DBSV fordert Bundesteilhabegeld auch für blinde und sehbehinderte Menschen

28.11.2013 (Kommentare: 0)

In dieser Woche fand in Magdeburg die Arbeits- und Sozialministerkonferenz (ASMK) statt. Auf der Tagesordnung stand auch das sogenannte Bundesteilhabegeld, das in den kommenden Jahren eingeführt werden soll - ein bundesweit einheitlicher Nachteilsausgleich für behinderte Menschen. Der DBSV setzt sich dafür ein, dass auch blinde und sehbehinderte Menschen zukünftig das Bundesteilhabegeld erhalten. So könnten bestehende Ungerechtigkeiten beseitigt werden, denn bisher bekommen die Betroffenen je nach Wohnort extrem unterschiedliche Blindengeld-Leistungen.

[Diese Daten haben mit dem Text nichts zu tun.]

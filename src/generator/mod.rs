//! Renderers turning a [`Query`] into target-language text.
//!
//! Every renderer walks an ordered list of clause kinds, formats each clause
//! that has fragments (or a default when empty), then assembles the parts.
//! SQL is infallible; the other targets reject fragments they cannot
//! express with [`GeneratorError`].

use std::fmt;
use std::str::FromStr;

use crate::expression::get_function;
use crate::query_model::normalize::{named_field_alias, strip_outer_parentheses};
use crate::query_model::{strip_alias_prefixes, ClauseKind, Query, Session};

pub mod dataframe;
mod errors;
pub mod mongo;
pub mod neo4j;
pub mod pipe;
pub mod sql;

pub use dataframe::{PandasRenderer, SparkRenderer};
pub use errors::GeneratorError;
pub use mongo::MongoRenderer;
pub use neo4j::Neo4jRenderer;
pub use pipe::PipeRenderer;
pub use sql::SqlRenderer;

pub trait Renderer {
    /// Target name used in error messages.
    fn language(&self) -> &'static str;

    fn query(&self) -> &Query;

    /// Clause kinds in output order.
    fn keywords(&self) -> &'static [ClauseKind];

    /// Whether `kind` is rendered even when the query has no fragment for it.
    fn has_default(&self, kind: ClauseKind) -> bool {
        kind == ClauseKind::Select
    }

    fn format_clause(&mut self, kind: ClauseKind, values: &[String]) -> Result<String, GeneratorError>;

    fn assemble(&mut self, parts: Vec<(ClauseKind, String)>) -> Result<String, GeneratorError>;

    fn convert(&mut self) -> Result<String, GeneratorError> {
        let mut parts = Vec::new();
        for &kind in self.keywords() {
            let values = self.query().values(kind).to_vec();
            if values.is_empty() && !self.has_default(kind) {
                continue;
            }
            let text = self.format_clause(kind, &values)?;
            parts.push((kind, text));
        }
        self.assemble(parts)
    }

    fn unsupported(&self, condition: &str) -> GeneratorError {
        GeneratorError::UnsupportedCondition {
            language: self.language().to_string(),
            condition: condition.to_string(),
        }
    }
}

#[derive(Debug, Clone, Copy, PartialEq, Eq, Hash)]
pub enum Language {
    Sql,
    MongoDb,
    Neo4j,
    Pipe,
    Pandas,
    Spark,
}

impl Language {
    pub const ALL: [Language; 6] = [
        Language::Sql,
        Language::MongoDb,
        Language::Neo4j,
        Language::Pipe,
        Language::Pandas,
        Language::Spark,
    ];

    pub fn render(&self, query: &Query, session: &Session) -> Result<String, GeneratorError> {
        log::trace!("rendering {} as {}", query.table_name(), self);
        match self {
            Language::Sql => SqlRenderer::new(query, session).convert(),
            Language::MongoDb => MongoRenderer::new(query, session).convert(),
            Language::Neo4j => Neo4jRenderer::new(query, session).convert(),
            Language::Pipe => PipeRenderer::new(query, session).convert(),
            Language::Pandas => PandasRenderer::new(query, session).convert(),
            Language::Spark => SparkRenderer::new(query, session).convert(),
        }
    }
}

impl FromStr for Language {
    type Err = GeneratorError;

    fn from_str(s: &str) -> Result<Self, Self::Err> {
        match s.trim().to_lowercase().as_str() {
            "sql" => Ok(Language::Sql),
            "mongo" | "mongodb" => Ok(Language::MongoDb),
            "neo4j" | "cypher" => Ok(Language::Neo4j),
            "pipe" => Ok(Language::Pipe),
            "pandas" => Ok(Language::Pandas),
            "spark" | "pyspark" => Ok(Language::Spark),
            _ => Err(GeneratorError::UnknownLanguage(s.to_string())),
        }
    }
}

impl fmt::Display for Language {
    fn fmt(&self, f: &mut fmt::Formatter<'_>) -> fmt::Result {
        let name = match self {
            Language::Sql => "sql",
            Language::MongoDb => "mongodb",
            Language::Neo4j => "neo4j",
            Language::Pipe => "pipe",
            Language::Pandas => "pandas",
            Language::Spark => "spark",
        };
        f.write_str(name)
    }
}

/// Remove every `alias.` qualifier, for targets without table aliases.
pub fn strip_alias(text: &str) -> String {
    strip_alias_prefixes(text, None)
}

/// `expr AS name` split into its parts.
pub(crate) fn split_alias(field: &str) -> (String, Option<String>) {
    let field = field.trim();
    match named_field_alias(field) {
        Some(alias) => {
            let words = field.len() - alias.len();
            let expr = field[..words].trim_end();
            let expr = expr[..expr.len() - 2].trim_end();
            (expr.to_string(), Some(alias.to_string()))
        }
        None => (field.to_string(), None),
    }
}

/// An aggregate SELECT field such as `SUM(s.value) as total`.
#[derive(Debug, Clone, PartialEq)]
pub(crate) struct Aggregate {
    /// Lower-case function name (`sum`, `count`, ...)
    pub function: String,
    /// The argument, `*` for `COUNT(*)`
    pub argument: String,
    pub alias: Option<String>,
}

impl Aggregate {
    pub fn parse(field: &str) -> Option<Aggregate> {
        let (expr, alias) = split_alias(field);
        let open = expr.find('(')?;
        if !expr.ends_with(')') {
            return None;
        }
        let name = expr[..open].trim();
        let kind = get_function(name)?;
        if !kind.is_aggregate() || expr.contains(" OVER") {
            return None;
        }
        let argument = strip_outer_parentheses(&expr[open..]).trim();
        Some(Aggregate {
            function: kind.sql_name().to_lowercase(),
            argument: if argument.is_empty() {
                "*".to_string()
            } else {
                argument.to_string()
            },
            alias,
        })
    }

    /// Output column name: the alias, else `function_argument`.
    pub fn output_name(&self) -> String {
        match &self.alias {
            Some(alias) => alias.clone(),
            None if self.argument == "*" => self.function.clone(),
            None => format!("{}_{}", self.function, strip_alias(&self.argument)),
        }
    }
}

/// SELECT fields split into aggregates and plain columns.
pub(crate) fn split_aggregates(fields: &[String]) -> (Vec<Aggregate>, Vec<String>) {
    let mut aggregates = Vec::new();
    let mut plain = Vec::new();
    for field in fields {
        match Aggregate::parse(field) {
            Some(aggregate) => aggregates.push(aggregate),
            None => plain.push(field.clone()),
        }
    }
    (aggregates, plain)
}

Den Sozialministern der 16 Bundesländer wurde deshalb beim Eintreffen im Tagungshotel ein Brief des DBSV mit einer entsprechenden Forderung überreicht. Die Adressaten benötigten kompetente Hilfe oder ein Braille-Alphabet, um das Schreiben zu lesen, weil es in Blindenschrift gedruckt ist. So konnten sie sich für einen kurzen Moment in die Lage eines blinden Menschen versetzen, der ständig auf Assistenz und Hilfsmittel angewiesen ist - und damit auf einen fairen Nachteilsausgleich, wie ein Bundesteilhabegeld ihn bieten könnte.

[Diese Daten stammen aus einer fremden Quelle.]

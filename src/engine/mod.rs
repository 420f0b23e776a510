//! Policy evaluation engine
//!
//! Ties matching, compilation and validation together into a single
//! [`validate`] call per resource.

pub mod kinds;
pub mod response;
mod validate;

pub use kinds::target_kinds;
pub use response::{
    EngineResponse, ExecutionStats, PolicyResponse, RuleOutcome, RuleResponse, RuleStatus, RuleType,
    aggregate,
};
pub use validate::validate;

Gastgeber der ASMK war der Sozialminister Sachsen-Anhalts, Norbert Bischoff. Nach einem monatelangen Kampf ums Blindengeld in seinem Bundesland setzt er sich nun für eine bundesweit einheitliche Regelung ein und wird von der Nachrichtenagentur dpa wie folgt zitiert: "Wir fordern schon lange, dass es möglichst bundeseinheitliche Regelungen gibt für Menschen mit Behinderungen zur Teilhabe, zum Leben in der Gesellschaft. Das ist zwar bundesgesetzlich geregelt, aber in den Ländern unterschiedlich ausgelegt. Vieles hängt auch davon ab, wie finanzstark die Länder sind. Wir haben die Überzeugung: Was jemand bekommt, kann nicht davon abhängen, in welchem Land er lebt."

Auch DBSV-Präsidentin Renate Reymann setzt auf das Teilhabegeld: "Weil die Landesblindengelder immer wieder nach Kassenlage gekürzt wurden, ist in Deutschland eine unhaltbare Situation entstanden. Ein Bundesteilhabegeld auch für blinde und sehbehinderte Menschen, das unabhängig von Einkommen und Vermögen gewährt wird, kann diese Schieflage beenden. Von der ASMK muss ein starkes Signal in diese Richtung ausgehen - und die zukünftige Bundesregierung muss dieses Signal dann auch hören."